───── DATASET CONTENT

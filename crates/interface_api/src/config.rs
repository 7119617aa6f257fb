//! API configuration

use serde::Deserialize;

/// API configuration
#[derive(Debug, Clone, Deserialize)]
pub struct ApiConfig {
    /// Server host
    pub host: String,
    /// Server port
    pub port: u16,
    /// JWT secret for authentication
    pub jwt_secret: String,
    /// JWT expiration in seconds
    pub jwt_expiration_secs: u64,
    /// Log level
    pub log_level: String,
}

impl Default for ApiConfig {
    fn default() -> Self {
        Self {
            host: "0.0.0.0".to_string(),
            port: 8080,
            jwt_secret: "change-me-in-production".to_string(),
            jwt_expiration_secs: 3600,
            log_level: "info".to_string(),
        }
    }
}

impl ApiConfig {
    /// Loads configuration from environment
    pub fn from_env() -> Result<Self, config::ConfigError> {
        config::Config::builder()
            .add_source(config::Environment::with_prefix("API"))
            .build()?
            .try_deserialize()
    }

    /// Returns the server address
    pub fn server_addr(&self) -> String {
        format!("{}:{}", self.host, self.port)
    }
}
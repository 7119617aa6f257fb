//! Storage port for orders

use async_trait::async_trait;
use core_kernel::{DomainPort, DpoId, DpqId, PartyId, PortError};

use crate::order::{Order, OrderStatus};

/// Order persistence port
#[async_trait]
pub trait OrderStore: DomainPort {
    /// Retrieves an order by id
    async fn get(&self, id: DpoId) -> Result<Order, PortError>;

    /// Persists a new order
    async fn insert(&self, order: Order) -> Result<(), PortError>;

    /// Versioned check-then-write; fails with `Conflict` on a stale version
    async fn update(&self, expected_version: u32, order: Order) -> Result<Order, PortError>;

    /// Finds the order derived from a quotation, if one exists
    async fn find_by_quotation(&self, dpq_id: DpqId) -> Result<Option<Order>, PortError>;

    /// Lists orders in the given status
    async fn list_by_status(&self, status: OrderStatus) -> Result<Vec<Order>, PortError>;

    /// Lists a buyer's orders
    async fn list_by_buyer(&self, buyer_id: PartyId) -> Result<Vec<Order>, PortError>;
}
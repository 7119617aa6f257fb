//! Catalog Domain - seller product offers
//!
//! A product is a seller's offered line item. It enters the marketplace as
//! `submitted`, is approved or rejected by the gatekeeping role, and expires
//! automatically once its offer-validity timestamp elapses. Only approved,
//! unexpired products can be the target of an RFQ.

pub mod ports;
pub mod product;
pub mod service;

pub use ports::ProductStore;
pub use product::{Incoterm, Product, ProductStatus};
pub use service::{CatalogService, SubmitProduct};
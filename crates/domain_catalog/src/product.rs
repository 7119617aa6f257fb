//! Product entity

use chrono::{DateTime, Utc};
use serde::{Deserialize, Serialize};

use core_kernel::{Money, PartyId, ProductId, TradeError};

/// Product approval status
#[derive(Debug, Clone, Copy, PartialEq, Eq, Serialize, Deserialize)]
#[serde(rename_all = "snake_case")]
pub enum ProductStatus {
    /// Submitted by the seller, awaiting gatekeeper review
    Submitted,
    /// Approved for the marketplace
    Approved,
    /// Rejected by the gatekeeper
    Rejected,
    /// Offer validity elapsed
    Expired,
}

impl std::fmt::Display for ProductStatus {
    fn fmt(&self, f: &mut std::fmt::Formatter<'_>) -> std::fmt::Result {
        let s = match self {
            ProductStatus::Submitted => "submitted",
            ProductStatus::Approved => "approved",
            ProductStatus::Rejected => "rejected",
            ProductStatus::Expired => "expired",
        };
        write!(f, "{s}")
    }
}

/// Price basis for the offer
#[derive(Debug, Clone, Copy, PartialEq, Eq, Serialize, Deserialize)]
#[serde(rename_all = "snake_case")]
pub enum Incoterm {
    ExWorks,
    FreeOnBoard,
    CostAndFreight,
    CostInsuranceFreight,
    DeliveredDutyPaid,
}

/// A seller's offered line item
#[derive(Debug, Clone, Serialize, Deserialize)]
pub struct Product {
    /// Unique identifier
    pub id: ProductId,
    /// Product name
    pub name: String,
    /// Category label
    pub category: String,
    /// Unit price with currency
    pub unit_price: Money,
    /// Minimum order quantity
    pub min_order_quantity: u32,
    /// Quantity available for sale
    pub available_quantity: u32,
    /// Price basis
    pub incoterm: Incoterm,
    /// Whether the buyer may relabel the goods
    pub relabeling_allowed: bool,
    /// Offer validity deadline
    pub offer_valid_until: DateTime<Utc>,
    /// Owning seller
    pub seller_id: PartyId,
    /// Approval status
    pub status: ProductStatus,
    /// Version for optimistic concurrency
    pub version: u32,
    /// Creation timestamp
    pub created_at: DateTime<Utc>,
    /// Last update timestamp
    pub updated_at: DateTime<Utc>,
}

impl Product {
    /// Approves a submitted product
    pub fn approve(&mut self) -> Result<(), TradeError> {
        match self.status {
            ProductStatus::Submitted => {
                self.status = ProductStatus::Approved;
                self.updated_at = Utc::now();
                Ok(())
            }
            current => Err(TradeError::invalid_state("approve product", current)),
        }
    }

    /// Rejects a submitted product
    pub fn reject(&mut self) -> Result<(), TradeError> {
        match self.status {
            ProductStatus::Submitted => {
                self.status = ProductStatus::Rejected;
                self.updated_at = Utc::now();
                Ok(())
            }
            current => Err(TradeError::invalid_state("reject product", current)),
        }
    }

    /// Returns true once the offer validity deadline has elapsed
    pub fn is_expired(&self, now: DateTime<Utc>) -> bool {
        now >= self.offer_valid_until
    }

    /// The status as of `now`: expiry overrides a stale stored status
    pub fn effective_status(&self, now: DateTime<Utc>) -> ProductStatus {
        if self.status == ProductStatus::Rejected {
            ProductStatus::Rejected
        } else if self.is_expired(now) {
            ProductStatus::Expired
        } else {
            self.status
        }
    }

    /// Returns true if the product can be the target of a new RFQ
    pub fn is_orderable(&self, now: DateTime<Utc>) -> bool {
        self.effective_status(now) == ProductStatus::Approved
    }
}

──────────

In the entries above, find each line that has the word "validity". Copy it.

SOLUTION TO THIS PROBLEM =
//! automatically once its offer-validity timestamp elapses. Only approved,
    /// Offer validity elapsed
    /// Offer validity deadline
    /// Returns true once the offer validity deadline has elapsed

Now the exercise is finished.